» **Records provided**
=== Section Start ===

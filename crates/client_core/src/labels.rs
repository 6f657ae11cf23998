//! Linguistic labels for scalar inputs and membership maps.

use shared::ordered_map::MembershipMap;
use thiserror::Error;

#[derive(Debug, Clone, PartialEq, Error)]
pub enum LabelError {
    #[error("label breakpoints must not be empty")]
    Empty,
    #[error("breakpoint threshold {0} is not finite")]
    NonFinite(f64),
    #[error("breakpoint threshold {0} appears more than once")]
    Duplicate(f64),
}

/// Thresholds and labels, sorted strictly ascending by threshold. Never empty.
#[derive(Debug, Clone, PartialEq)]
pub struct LabelBreakpoints {
    entries: Vec<(f64, String)>,
}

impl LabelBreakpoints {
    /// Builds breakpoints from pairs in any order.
    pub fn new<I, S>(pairs: I) -> Result<Self, LabelError>
    where
        I: IntoIterator<Item = (f64, S)>,
        S: Into<String>,
    {
        let mut entries: Vec<(f64, String)> = pairs
            .into_iter()
            .map(|(threshold, label)| (threshold, label.into()))
            .collect();
        if entries.is_empty() {
            return Err(LabelError::Empty);
        }
        if let Some((threshold, _)) = entries.iter().find(|(t, _)| !t.is_finite()) {
            return Err(LabelError::NonFinite(*threshold));
        }
        entries.sort_by(|a, b| a.0.total_cmp(&b.0));
        if let Some(pair) = entries.windows(2).find(|pair| pair[0].0 == pair[1].0) {
            return Err(LabelError::Duplicate(pair[0].0));
        }
        Ok(Self { entries })
    }

    fn from_table(table: &[(f64, &str)]) -> Self {
        debug_assert!(table.windows(2).all(|pair| pair[0].0 < pair[1].0));
        Self {
            entries: table
                .iter()
                .map(|(threshold, label)| (*threshold, (*label).to_string()))
                .collect(),
        }
    }

    /// Label of the greatest threshold `<= value`, or the lowest label below every threshold.
    pub fn label_for(&self, value: f64) -> &str {
        self.entries
            .iter()
            .rev()
            .find(|(threshold, _)| value >= *threshold)
            .or_else(|| self.entries.first())
            .map_or("", |(_, label)| label.as_str())
    }

    pub fn iter(&self) -> impl Iterator<Item = (f64, &str)> {
        self.entries
            .iter()
            .map(|(threshold, label)| (*threshold, label.as_str()))
    }

    pub fn len(&self) -> usize {
        self.entries.len()
    }

    pub fn is_empty(&self) -> bool {
        self.entries.is_empty()
    }
}

pub fn label_for(value: f64, breakpoints: &LabelBreakpoints) -> &str {
    breakpoints.label_for(value)
}

/// Entry with the strictly greatest degree.
///
/// Ties keep the entry seen first in the map's key order. NaN degrees are skipped.
pub fn dominant(map: &MembershipMap) -> Option<(&str, f64)> {
    let mut best: Option<(&str, f64)> = None;
    for (key, degree) in map.iter() {
        let degree = *degree;
        if degree.is_nan() {
            continue;
        }
        match best {
            Some((_, top)) if degree <= top => {}
            _ => best = Some((key, degree)),
        }
    }
    best
}

pub mod presets {
    use super::LabelBreakpoints;

    pub fn slider() -> LabelBreakpoints {
        LabelBreakpoints::from_table(&[
            (0.0, "None"),
            (2.5, "Low"),
            (5.0, "Medium"),
            (7.5, "High"),
            (10.0, "Max"),
        ])
    }

    pub fn sleep() -> LabelBreakpoints {
        LabelBreakpoints::from_table(&[
            (0.0, "Terrible"),
            (2.5, "Poor"),
            (5.0, "Okay"),
            (7.5, "Good"),
            (10.0, "Amazing"),
        ])
    }

    pub fn energy() -> LabelBreakpoints {
        LabelBreakpoints::from_table(&[
            (0.0, "Exhausted"),
            (2.5, "Low"),
            (5.0, "Normal"),
            (7.5, "High"),
            (10.0, "Supercharged"),
        ])
    }

    pub fn soreness() -> LabelBreakpoints {
        LabelBreakpoints::from_table(&[
            (0.0, "None"),
            (2.5, "Slight"),
            (5.0, "Moderate"),
            (7.5, "High"),
            (10.0, "Can't Move"),
        ])
    }

    pub fn stress() -> LabelBreakpoints {
        LabelBreakpoints::from_table(&[
            (0.0, "Zen"),
            (2.5, "Relaxed"),
            (5.0, "Normal"),
            (7.5, "Stressed"),
            (10.0, "Overwhelmed"),
        ])
    }

    /// Intensity (0-100) to the readiness bucket names used by the service.
    pub fn readiness_intensity() -> LabelBreakpoints {
        LabelBreakpoints::from_table(&[
            (0.0, "Rest"),
            (20.0, "Light"),
            (40.0, "Moderate"),
            (60.0, "Hard"),
            (80.0, "Beast"),
        ])
    }

    pub fn bmi() -> LabelBreakpoints {
        LabelBreakpoints::from_table(&[
            (0.0, "underweight"),
            (18.5, "healthy"),
            (25.0, "overweight"),
            (30.0, "obese"),
        ])
    }
}

/// Bounded numeric input with linguistic labels.
#[derive(Debug, Clone, PartialEq)]
pub struct Slider {
    pub label: String,
    pub min: f64,
    pub max: f64,
    pub step: f64,
    pub breakpoints: LabelBreakpoints,
}

#[derive(Debug, Clone, PartialEq)]
pub struct SliderMarker {
    pub position_pct: f64,
    pub label: String,
}

impl Slider {
    /// A 0-10 slider in half steps, the shape of every readiness input.
    pub fn zero_to_ten(label: impl Into<String>, breakpoints: LabelBreakpoints) -> Self {
        Self {
            label: label.into(),
            min: 0.0,
            max: 10.0,
            step: 0.5,
            breakpoints,
        }
    }

    fn pct(&self, value: f64) -> f64 {
        let width = self.max - self.min;
        if width <= 0.0 {
            return 0.0;
        }
        (value - self.min) / width * 100.0
    }

    pub fn fill_pct(&self, value: f64) -> f64 {
        self.pct(value)
    }

    pub fn current_label(&self, value: f64) -> &str {
        self.breakpoints.label_for(value)
    }

    /// Clamps into `[min, max]` and rounds to the nearest step.
    pub fn snap(&self, value: f64) -> f64 {
        if self.min.partial_cmp(&self.max) != Some(std::cmp::Ordering::Less) {
            return value;
        }
        let clamped = value.clamp(self.min, self.max);
        if self.step <= 0.0 {
            return clamped;
        }
        let steps = ((clamped - self.min) / self.step).round();
        (self.min + steps * self.step).min(self.max)
    }

    pub fn markers(&self) -> Vec<SliderMarker> {
        self.breakpoints
            .iter()
            .map(|(threshold, label)| SliderMarker {
                position_pct: self.pct(threshold),
                label: label.to_string(),
            })
            .collect()
    }
}

#[cfg(test)]
#[path = "tests/labels_tests.rs"]
mod tests;
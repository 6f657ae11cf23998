//! JSON payloads returned by the inference service.
//!
//! Request bodies are the input groups from [`crate::domain`] serialized as-is.

use serde::{Deserialize, Serialize};

use crate::{
    domain::{MuscleMassCategory, ReadinessLabel},
    ordered_map::InputMemberships,
};

#[derive(Debug, Clone, Serialize, Deserialize)]
pub struct ReadinessResponse {
    pub intensity: f64,
    pub label: ReadinessLabel,
    pub confidence: f64,
    #[serde(default)]
    pub input_memberships: InputMemberships,
    pub recommendation: String,
}

#[derive(Debug, Clone, Serialize, Deserialize)]
pub struct BodyCompositionResponse {
    pub body_fat_low: f64,
    pub body_fat_mid: f64,
    pub body_fat_high: f64,
    pub muscle_mass_category: MuscleMassCategory,
    pub bmi: f64,
    pub bmi_interpretation: String,
    pub recommendation: String,
}

#[derive(Debug, Clone, Serialize, Deserialize)]
pub struct OneRepMaxResponse {
    pub one_rm_low: f64,
    pub one_rm_mid: f64,
    pub one_rm_high: f64,
    pub confidence: f64,
    pub recommendation: String,
}

#[derive(Debug, Clone, Serialize, Deserialize)]
pub struct NutritionResponse {
    pub calories_low: f64,
    pub calories_mid: f64,
    pub calories_high: f64,
    pub protein_low: f64,
    pub protein_mid: f64,
    pub protein_high: f64,
    pub carbs_low: f64,
    pub carbs_mid: f64,
    pub carbs_high: f64,
    pub fat_low: f64,
    pub fat_mid: f64,
    pub fat_high: f64,
    pub recommendation: String,
}

#[derive(Debug, Clone, Serialize, Deserialize)]
pub struct HealthResponse {
    pub status: String,
}

impl HealthResponse {
    pub fn is_healthy(&self) -> bool {
        self.status.eq_ignore_ascii_case("healthy")
    }
}
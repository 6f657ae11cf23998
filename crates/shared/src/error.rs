use thiserror::Error;

#[derive(Debug, Clone, PartialEq, Error)]
pub enum DomainError {
    #[error("fuzzy range bounds must be finite (low={low}, mid={mid}, high={high})")]
    NonFiniteRange { low: f64, mid: f64, high: f64 },
    #[error("fuzzy range must satisfy low <= mid <= high (low={low}, mid={mid}, high={high})")]
    UnorderedRange { low: f64, mid: f64, high: f64 },
    #[error("confidence score {0} is outside [0, 1]")]
    ConfidenceOutOfRange(f64),
    #[error("unknown {kind} value '{value}'")]
    UnknownVariant { kind: &'static str, value: String },
}
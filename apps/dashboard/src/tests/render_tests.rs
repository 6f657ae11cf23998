use std::sync::Arc;

use super::*;
use client_core::{
    encoding::{arc_gauge_geometry, default_intensity_stops, range_bar_fill},
    results::{BodyCompositionResult, NutritionResult, ReadinessResult, StrengthResult},
    views::{dashboard_view, ViewOptions},
    BatchId, DashboardState, DomainResults,
};
use shared::{
    domain::{ConfidenceScore, InputSnapshot, MuscleMassCategory, ReadinessLabel},
    ordered_map::InputMemberships,
};

fn fuzzy(low: f64, mid: f64, high: f64) -> FuzzyRange {
    FuzzyRange::new(low, mid, high).expect("valid range")
}

fn results() -> DomainResults {
    DomainResults {
        readiness: ReadinessResult {
            intensity: 62.0,
            label: ReadinessLabel::Hard,
            confidence: ConfidenceScore::new(0.8).expect("confidence"),
            input_memberships: InputMemberships::new(),
            recommendation: "Train hard.".to_string(),
        },
        body_composition: BodyCompositionResult {
            body_fat: fuzzy(14.0, 17.5, 21.0),
            muscle_mass_category: MuscleMassCategory::Athletic,
            bmi: 24.5,
            bmi_interpretation: "Healthy weight".to_string(),
            recommendation: "Keep it up.".to_string(),
        },
        strength: StrengthResult {
            one_rm: fuzzy(110.0, 120.0, 130.0),
            confidence: ConfidenceScore::new(0.7).expect("confidence"),
            recommendation: "Heavy triples.".to_string(),
        },
        nutrition: NutritionResult {
            calories: fuzzy(2300.0, 2500.0, 2700.0),
            protein: fuzzy(140.0, 150.0, 160.0),
            carbs: fuzzy(250.0, 290.0, 330.0),
            fat: fuzzy(60.0, 70.0, 80.0),
            recommendation: "Protein first.".to_string(),
        },
    }
}

fn ready_view() -> DashboardView {
    let state = DashboardState::Ready {
        batch: BatchId::new(1),
        results: Arc::new(results()),
        inputs: Arc::new(InputSnapshot::default()),
    };
    dashboard_view(&state, &ViewOptions::default())
}

#[test]
fn sparkline_maps_heights_to_blocks() {
    let samples = [
        CurveSample { x: 0.0, y: 0.0 },
        CurveSample { x: 1.0, y: 0.5 },
        CurveSample { x: 2.0, y: 1.0 },
        CurveSample { x: 3.0, y: f64::NAN },
    ];
    assert_eq!(sparkline(&samples), "▁▅█▁");
}

#[test]
fn range_bar_marks_span_and_mid() {
    let fill = range_bar_fill(&fuzzy(50.0, 70.0, 90.0), Some(100.0));
    assert_eq!(range_bar(&fill, 11), "[.....==|==.]");

    let overflowing = range_bar_fill(&fuzzy(50.0, 70.0, 90.0), Some(80.0));
    assert!(range_bar(&overflowing, 11).ends_with(">]"));
}

#[test]
fn gauge_meter_fills_proportionally() {
    let gauge = arc_gauge_geometry(50.0, 100.0, &default_intensity_stops());
    assert_eq!(gauge_meter(&gauge, 10), "[#####-----]");
}

#[test]
fn ready_dashboard_renders_every_section() {
    let text = render_dashboard(&ready_view());

    assert!(text.starts_with("Your Fitness Dashboard\n"));
    assert!(text.contains("Readiness: Hard | Body Fat: 17.5% | Est. 1RM: 120 kg | Calories: 2500"));
    assert!(text.contains("== Workout Readiness == [Hard]"));
    assert!(text.contains("BMI: 24.5 (healthy) Healthy weight"));
    assert!(text.contains("Strength (3-5 reps)"));
    assert!(text.contains("== Nutrition == [maintain]"));
    assert!(text.contains("+ Strength Training Advice: Heavy triples."));
}

#[test]
fn error_view_lists_failed_domains() {
    let panel = ErrorPanel {
        title: "Connection Error",
        message: "Failed to load data.".to_string(),
        failed: vec![Domain::Strength, Domain::Nutrition],
        retry_label: "Retry",
    };
    assert_eq!(
        render_dashboard(&DashboardView::Error(panel)),
        "! Connection Error\nFailed to load data.\nfailed: one-rep-max, nutrition\n[Retry]\n"
    );
}

#[test]
fn skeleton_cards_render_placeholders() {
    let text = render_card(&CardView::Skeleton(Domain::BodyComposition));
    assert!(text.starts_with("== Body Comp =="));
}

#[test]
fn gauge_svg_contains_track_and_colored_arc() {
    let DashboardView::Cards { cards, .. } = ready_view() else {
        panic!("ready view has cards");
    };
    let CardView::Readiness(card) = &cards[0] else {
        panic!("first card is readiness");
    };

    let svg = gauge_svg(card);
    assert!(svg.starts_with("<svg"));
    assert!(svg.contains(r#"d="M 20 90 A 80 80 0 1 1 180 90""#));
    assert!(svg.contains(&card.gauge.svg_path()));
    assert!(svg.contains(r##"stroke="#eab308""##));
    assert!(svg.contains("Confidence: 80%"));
}
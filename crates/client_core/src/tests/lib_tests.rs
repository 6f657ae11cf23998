use std::sync::Arc;

use super::*;
use anyhow::Result;
use axum::{http::StatusCode, routing::post, Json, Router};
use serde_json::{json, Value};
use storage::Storage;
use tokio::net::TcpListener;

async fn spawn_fuzzy_service(nutrition_status: StatusCode) -> Result<String> {
    std::env::set_var("NO_PROXY", "127.0.0.1,localhost");
    let listener = TcpListener::bind("127.0.0.1:0").await?;
    let addr = listener.local_addr()?;
    let app = Router::new()
        .route(
            "/api/readiness",
            post(|Json(body): Json<Value>| async move {
                let sleep = body["sleep"].as_f64().unwrap_or_default();
                Json(json!({
                    "intensity": sleep * 10.0,
                    "label": "Moderate",
                    "confidence": 0.75,
                    "input_memberships": {"sleep": {"poor": 0.2, "good": 0.8}},
                    "recommendation": "Moderate session."
                }))
            }),
        )
        .route(
            "/api/body-composition",
            post(|| async {
                Json(json!({
                    "body_fat_low": 15.0,
                    "body_fat_mid": 18.0,
                    "body_fat_high": 21.0,
                    "muscle_mass_category": "Athletic",
                    "bmi": 23.1,
                    "bmi_interpretation": "Healthy weight",
                    "recommendation": "Keep going."
                }))
            }),
        )
        .route(
            "/api/one-rep-max",
            post(|| async {
                Json(json!({
                    "one_rm_low": 115.0,
                    "one_rm_mid": 125.0,
                    "one_rm_high": 135.0,
                    "confidence": 0.8,
                    "recommendation": "Heavy triples."
                }))
            }),
        )
        .route(
            "/api/nutrition",
            post(move || async move {
                (
                    nutrition_status,
                    Json(json!({
                        "calories_low": 2200.0, "calories_mid": 2400.0, "calories_high": 2600.0,
                        "protein_low": 140.0, "protein_mid": 150.0, "protein_high": 160.0,
                        "carbs_low": 220.0, "carbs_mid": 260.0, "carbs_high": 300.0,
                        "fat_low": 60.0, "fat_mid": 70.0, "fat_high": 80.0,
                        "recommendation": "Eat enough protein."
                    })),
                )
            }),
        );
    tokio::spawn(async move {
        let _ = axum::serve(listener, app).await;
    });
    Ok(format!("http://{addr}"))
}

#[tokio::test]
async fn submitted_inputs_survive_restart_and_drive_one_batch() {
    let server_url = spawn_fuzzy_service(StatusCode::OK).await.expect("spawn server");
    let client: Arc<dyn InferenceClient> =
        Arc::new(HttpInferenceClient::new(&server_url).expect("client"));
    let storage = Arc::new(Storage::new("sqlite::memory:").await.expect("storage"));

    let mut session = FormSession::new(storage.clone());
    assert!(matches!(session.load().await, LoadOutcome::Defaulted(_)));
    session.readiness_mut().sleep = 8.5;
    session.submit(client.as_ref()).await.expect("submit");

    let orchestrator = DashboardOrchestrator::new(client);
    let mut restarted = FormSession::new(storage);
    let outcome = orchestrator.start(&mut restarted).await.expect("dashboard loads");

    assert_eq!(restarted.phase(), SessionPhase::Submitted);
    let BatchOutcome::Applied(results) = outcome else {
        panic!("the only batch is applied");
    };
    assert_eq!(results.readiness.intensity, 85.0);
    assert_eq!(results.nutrition.calories.mid(), 2400.0);
    assert_eq!(orchestrator.state().await.batch(), Some(BatchId::new(1)));
}

#[tokio::test]
async fn one_failing_endpoint_surfaces_a_connection_error() {
    let server_url = spawn_fuzzy_service(StatusCode::SERVICE_UNAVAILABLE)
        .await
        .expect("spawn server");
    let client = Arc::new(HttpInferenceClient::new(&server_url).expect("client"));
    let orchestrator = DashboardOrchestrator::new(client);
    let mut session = FormSession::new(Arc::new(MemoryStore::new()));

    let err = orchestrator
        .start(&mut session)
        .await
        .expect_err("nutrition is down");

    assert_eq!(
        err.failures(),
        &[DomainFailure {
            domain: shared::domain::Domain::Nutrition,
            error: InferenceError::Status {
                domain: shared::domain::Domain::Nutrition,
                status: 503,
            },
        }]
    );
    let view = views::dashboard_view(&orchestrator.state().await, &Default::default());
    assert!(matches!(view, views::DashboardView::Error(_)));
}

=== Section End ===

» **Task objective**
Retype the records above exactly, from their first line through the line that contains "entries.sort_by(|a, b| a.0.total_cmp(&b.0));", and stop there.

» **The answer**
filename crates/client_core/src/labels.rs
repository 6f657ae11cf23998
//! Linguistic labels for scalar inputs and membership maps.

use shared::ordered_map::MembershipMap;
use thiserror::Error;

#[derive(Debug, Clone, PartialEq, Error)]
pub enum LabelError {
    #[error("label breakpoints must not be empty")]
    Empty,
    #[error("breakpoint threshold {0} is not finite")]
    NonFinite(f64),
    #[error("breakpoint threshold {0} appears more than once")]
    Duplicate(f64),
}

/// Thresholds and labels, sorted strictly ascending by threshold. Never empty.
#[derive(Debug, Clone, PartialEq)]
pub struct LabelBreakpoints {
    entries: Vec<(f64, String)>,
}

impl LabelBreakpoints {
    /// Builds breakpoints from pairs in any order.
    pub fn new<I, S>(pairs: I) -> Result<Self, LabelError>
    where
        I: IntoIterator<Item = (f64, S)>,
        S: Into<String>,
    {
        let mut entries: Vec<(f64, String)> = pairs
            .into_iter()
            .map(|(threshold, label)| (threshold, label.into()))
            .collect();
        if entries.is_empty() {
            return Err(LabelError::Empty);
        }
        if let Some((threshold, _)) = entries.iter().find(|(t, _)| !t.is_finite()) {
            return Err(LabelError::NonFinite(*threshold));
        }
        entries.sort_by(|a, b| a.0.total_cmp(&b.0));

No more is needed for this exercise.